> [ABOUT THIS TASK] Copy out each line of the entries where the word "CompletionProvider" is present.

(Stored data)
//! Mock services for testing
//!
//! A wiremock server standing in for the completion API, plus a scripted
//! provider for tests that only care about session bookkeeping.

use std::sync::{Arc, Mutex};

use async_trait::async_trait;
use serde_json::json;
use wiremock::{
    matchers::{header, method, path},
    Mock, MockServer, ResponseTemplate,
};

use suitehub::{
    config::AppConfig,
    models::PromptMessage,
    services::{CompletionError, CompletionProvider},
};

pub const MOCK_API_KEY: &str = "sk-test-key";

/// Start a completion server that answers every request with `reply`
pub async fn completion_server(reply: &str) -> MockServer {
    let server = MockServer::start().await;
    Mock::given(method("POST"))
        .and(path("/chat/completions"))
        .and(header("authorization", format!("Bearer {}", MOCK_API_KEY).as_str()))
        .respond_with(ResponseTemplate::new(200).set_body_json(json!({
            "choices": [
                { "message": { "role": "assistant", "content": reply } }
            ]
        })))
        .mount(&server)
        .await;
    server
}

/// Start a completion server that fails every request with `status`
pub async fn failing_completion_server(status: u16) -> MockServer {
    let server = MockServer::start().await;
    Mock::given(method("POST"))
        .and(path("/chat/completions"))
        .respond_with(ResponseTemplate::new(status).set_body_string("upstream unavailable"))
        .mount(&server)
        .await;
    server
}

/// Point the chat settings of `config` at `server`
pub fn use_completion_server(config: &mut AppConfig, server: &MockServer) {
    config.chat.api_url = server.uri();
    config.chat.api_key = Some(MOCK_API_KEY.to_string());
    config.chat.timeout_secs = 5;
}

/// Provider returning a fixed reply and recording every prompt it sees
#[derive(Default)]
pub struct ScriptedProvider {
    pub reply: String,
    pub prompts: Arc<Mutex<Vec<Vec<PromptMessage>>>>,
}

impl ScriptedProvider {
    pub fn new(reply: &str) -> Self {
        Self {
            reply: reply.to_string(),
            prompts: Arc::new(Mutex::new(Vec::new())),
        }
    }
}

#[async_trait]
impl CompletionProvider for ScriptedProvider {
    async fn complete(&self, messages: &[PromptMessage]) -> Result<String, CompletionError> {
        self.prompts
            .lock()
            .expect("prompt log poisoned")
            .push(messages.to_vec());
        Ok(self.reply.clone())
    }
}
...
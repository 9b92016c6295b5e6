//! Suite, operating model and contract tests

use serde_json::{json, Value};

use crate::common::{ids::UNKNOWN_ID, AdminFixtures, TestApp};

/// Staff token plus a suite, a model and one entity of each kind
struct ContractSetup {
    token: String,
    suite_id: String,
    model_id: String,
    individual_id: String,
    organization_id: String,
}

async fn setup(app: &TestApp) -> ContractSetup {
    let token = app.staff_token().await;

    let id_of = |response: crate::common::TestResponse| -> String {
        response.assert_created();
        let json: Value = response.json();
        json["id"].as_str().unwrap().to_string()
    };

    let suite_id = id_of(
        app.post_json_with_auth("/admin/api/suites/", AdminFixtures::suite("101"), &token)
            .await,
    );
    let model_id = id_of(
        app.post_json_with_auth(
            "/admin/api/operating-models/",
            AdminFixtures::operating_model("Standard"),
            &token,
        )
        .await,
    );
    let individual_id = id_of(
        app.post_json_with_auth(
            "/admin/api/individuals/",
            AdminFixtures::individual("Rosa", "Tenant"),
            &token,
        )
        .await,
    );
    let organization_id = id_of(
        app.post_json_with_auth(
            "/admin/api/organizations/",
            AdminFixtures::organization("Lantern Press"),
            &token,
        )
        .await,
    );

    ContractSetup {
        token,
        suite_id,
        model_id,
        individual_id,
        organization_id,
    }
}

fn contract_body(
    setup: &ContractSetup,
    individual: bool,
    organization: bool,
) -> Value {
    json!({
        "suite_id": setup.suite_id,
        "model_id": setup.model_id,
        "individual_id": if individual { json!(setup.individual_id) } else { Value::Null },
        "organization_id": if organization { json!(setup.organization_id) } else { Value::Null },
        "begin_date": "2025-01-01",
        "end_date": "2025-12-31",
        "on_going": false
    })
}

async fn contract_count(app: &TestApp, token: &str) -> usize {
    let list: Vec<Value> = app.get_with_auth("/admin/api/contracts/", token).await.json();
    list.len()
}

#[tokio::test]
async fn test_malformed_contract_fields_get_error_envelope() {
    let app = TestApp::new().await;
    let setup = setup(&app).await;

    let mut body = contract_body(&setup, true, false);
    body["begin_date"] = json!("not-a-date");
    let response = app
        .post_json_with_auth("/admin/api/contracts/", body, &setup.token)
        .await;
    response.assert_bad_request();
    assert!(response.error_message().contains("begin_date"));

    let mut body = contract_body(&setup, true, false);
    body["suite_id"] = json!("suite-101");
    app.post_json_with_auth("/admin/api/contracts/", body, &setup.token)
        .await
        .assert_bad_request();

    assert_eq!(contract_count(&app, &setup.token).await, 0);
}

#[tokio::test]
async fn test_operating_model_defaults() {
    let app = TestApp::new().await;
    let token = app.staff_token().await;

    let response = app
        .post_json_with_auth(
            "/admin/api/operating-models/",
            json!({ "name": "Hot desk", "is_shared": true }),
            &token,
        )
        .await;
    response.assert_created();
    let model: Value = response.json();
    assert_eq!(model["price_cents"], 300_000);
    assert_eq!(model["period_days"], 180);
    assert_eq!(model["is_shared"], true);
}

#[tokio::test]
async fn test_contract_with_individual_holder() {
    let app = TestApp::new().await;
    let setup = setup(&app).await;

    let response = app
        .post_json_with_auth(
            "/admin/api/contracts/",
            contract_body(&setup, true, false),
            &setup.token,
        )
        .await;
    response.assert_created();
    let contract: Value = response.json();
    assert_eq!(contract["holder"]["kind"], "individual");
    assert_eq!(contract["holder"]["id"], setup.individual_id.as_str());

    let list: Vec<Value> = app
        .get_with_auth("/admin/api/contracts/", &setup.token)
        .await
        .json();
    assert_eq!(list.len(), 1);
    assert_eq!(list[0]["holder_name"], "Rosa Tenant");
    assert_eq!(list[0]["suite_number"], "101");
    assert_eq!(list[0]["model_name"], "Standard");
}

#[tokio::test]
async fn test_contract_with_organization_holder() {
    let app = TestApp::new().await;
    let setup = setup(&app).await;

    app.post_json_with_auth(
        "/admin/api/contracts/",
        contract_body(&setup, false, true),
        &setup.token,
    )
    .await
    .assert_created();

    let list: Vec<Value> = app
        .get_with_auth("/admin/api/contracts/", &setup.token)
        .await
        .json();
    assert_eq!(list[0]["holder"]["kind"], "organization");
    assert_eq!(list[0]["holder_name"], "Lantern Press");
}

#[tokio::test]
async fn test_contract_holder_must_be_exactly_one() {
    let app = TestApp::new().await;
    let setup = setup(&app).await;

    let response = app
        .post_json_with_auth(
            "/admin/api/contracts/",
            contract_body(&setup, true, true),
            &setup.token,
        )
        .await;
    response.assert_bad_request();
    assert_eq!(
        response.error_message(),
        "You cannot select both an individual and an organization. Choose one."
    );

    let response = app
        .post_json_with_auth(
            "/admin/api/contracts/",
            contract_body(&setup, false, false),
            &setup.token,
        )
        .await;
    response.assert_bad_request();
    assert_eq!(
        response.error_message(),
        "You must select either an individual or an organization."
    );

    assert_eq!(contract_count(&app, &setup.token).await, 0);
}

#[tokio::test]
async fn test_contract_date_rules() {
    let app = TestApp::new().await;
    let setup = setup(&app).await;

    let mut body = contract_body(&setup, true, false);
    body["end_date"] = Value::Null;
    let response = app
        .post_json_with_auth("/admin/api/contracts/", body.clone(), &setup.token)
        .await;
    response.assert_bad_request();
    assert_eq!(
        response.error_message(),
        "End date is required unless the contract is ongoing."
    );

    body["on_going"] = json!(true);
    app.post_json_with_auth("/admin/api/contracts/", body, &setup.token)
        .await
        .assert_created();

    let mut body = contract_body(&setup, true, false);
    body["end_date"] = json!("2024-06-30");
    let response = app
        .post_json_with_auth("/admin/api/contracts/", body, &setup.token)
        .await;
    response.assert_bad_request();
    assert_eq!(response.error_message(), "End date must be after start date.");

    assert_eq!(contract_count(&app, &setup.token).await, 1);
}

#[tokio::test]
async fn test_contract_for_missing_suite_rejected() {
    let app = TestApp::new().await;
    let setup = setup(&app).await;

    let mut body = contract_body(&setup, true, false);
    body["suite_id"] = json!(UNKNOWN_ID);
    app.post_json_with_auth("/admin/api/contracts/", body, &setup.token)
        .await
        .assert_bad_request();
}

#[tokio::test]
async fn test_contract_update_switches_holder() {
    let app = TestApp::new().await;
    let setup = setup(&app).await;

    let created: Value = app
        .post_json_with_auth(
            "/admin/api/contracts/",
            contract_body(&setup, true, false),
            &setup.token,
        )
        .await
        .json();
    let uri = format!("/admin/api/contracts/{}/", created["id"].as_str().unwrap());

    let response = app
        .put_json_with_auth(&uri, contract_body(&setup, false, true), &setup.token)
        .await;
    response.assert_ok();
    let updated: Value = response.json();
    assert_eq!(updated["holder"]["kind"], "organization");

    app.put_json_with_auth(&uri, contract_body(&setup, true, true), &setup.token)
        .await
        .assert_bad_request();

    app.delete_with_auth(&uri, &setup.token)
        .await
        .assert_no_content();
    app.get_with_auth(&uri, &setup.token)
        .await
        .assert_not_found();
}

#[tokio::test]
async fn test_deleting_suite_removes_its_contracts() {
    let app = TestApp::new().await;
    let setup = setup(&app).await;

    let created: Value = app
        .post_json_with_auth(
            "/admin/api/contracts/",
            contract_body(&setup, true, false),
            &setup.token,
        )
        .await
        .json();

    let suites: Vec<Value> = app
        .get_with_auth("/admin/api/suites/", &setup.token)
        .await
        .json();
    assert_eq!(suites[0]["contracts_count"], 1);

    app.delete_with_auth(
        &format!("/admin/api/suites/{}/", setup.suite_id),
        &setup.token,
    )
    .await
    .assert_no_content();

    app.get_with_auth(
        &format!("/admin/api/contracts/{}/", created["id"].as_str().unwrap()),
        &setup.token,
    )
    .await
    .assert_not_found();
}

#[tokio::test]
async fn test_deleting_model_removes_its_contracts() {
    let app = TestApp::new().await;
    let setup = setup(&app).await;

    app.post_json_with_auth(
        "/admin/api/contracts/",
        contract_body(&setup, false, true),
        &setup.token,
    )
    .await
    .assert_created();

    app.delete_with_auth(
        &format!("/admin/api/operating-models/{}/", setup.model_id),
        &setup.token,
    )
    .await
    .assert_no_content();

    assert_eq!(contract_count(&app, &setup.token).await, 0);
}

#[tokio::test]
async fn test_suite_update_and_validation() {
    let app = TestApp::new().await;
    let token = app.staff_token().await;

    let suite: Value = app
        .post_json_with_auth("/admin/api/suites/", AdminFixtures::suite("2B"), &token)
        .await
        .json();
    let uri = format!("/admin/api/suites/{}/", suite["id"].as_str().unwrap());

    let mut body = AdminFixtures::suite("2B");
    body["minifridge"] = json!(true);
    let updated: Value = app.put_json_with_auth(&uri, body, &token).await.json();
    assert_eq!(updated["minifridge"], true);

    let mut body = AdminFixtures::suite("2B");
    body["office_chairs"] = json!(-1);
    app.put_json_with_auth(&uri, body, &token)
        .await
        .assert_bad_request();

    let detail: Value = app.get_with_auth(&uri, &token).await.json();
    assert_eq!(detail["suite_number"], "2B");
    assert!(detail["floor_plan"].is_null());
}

> [THE ANSWER]
    services::{CompletionError, CompletionProvider},
impl CompletionProvider for ScriptedProvider {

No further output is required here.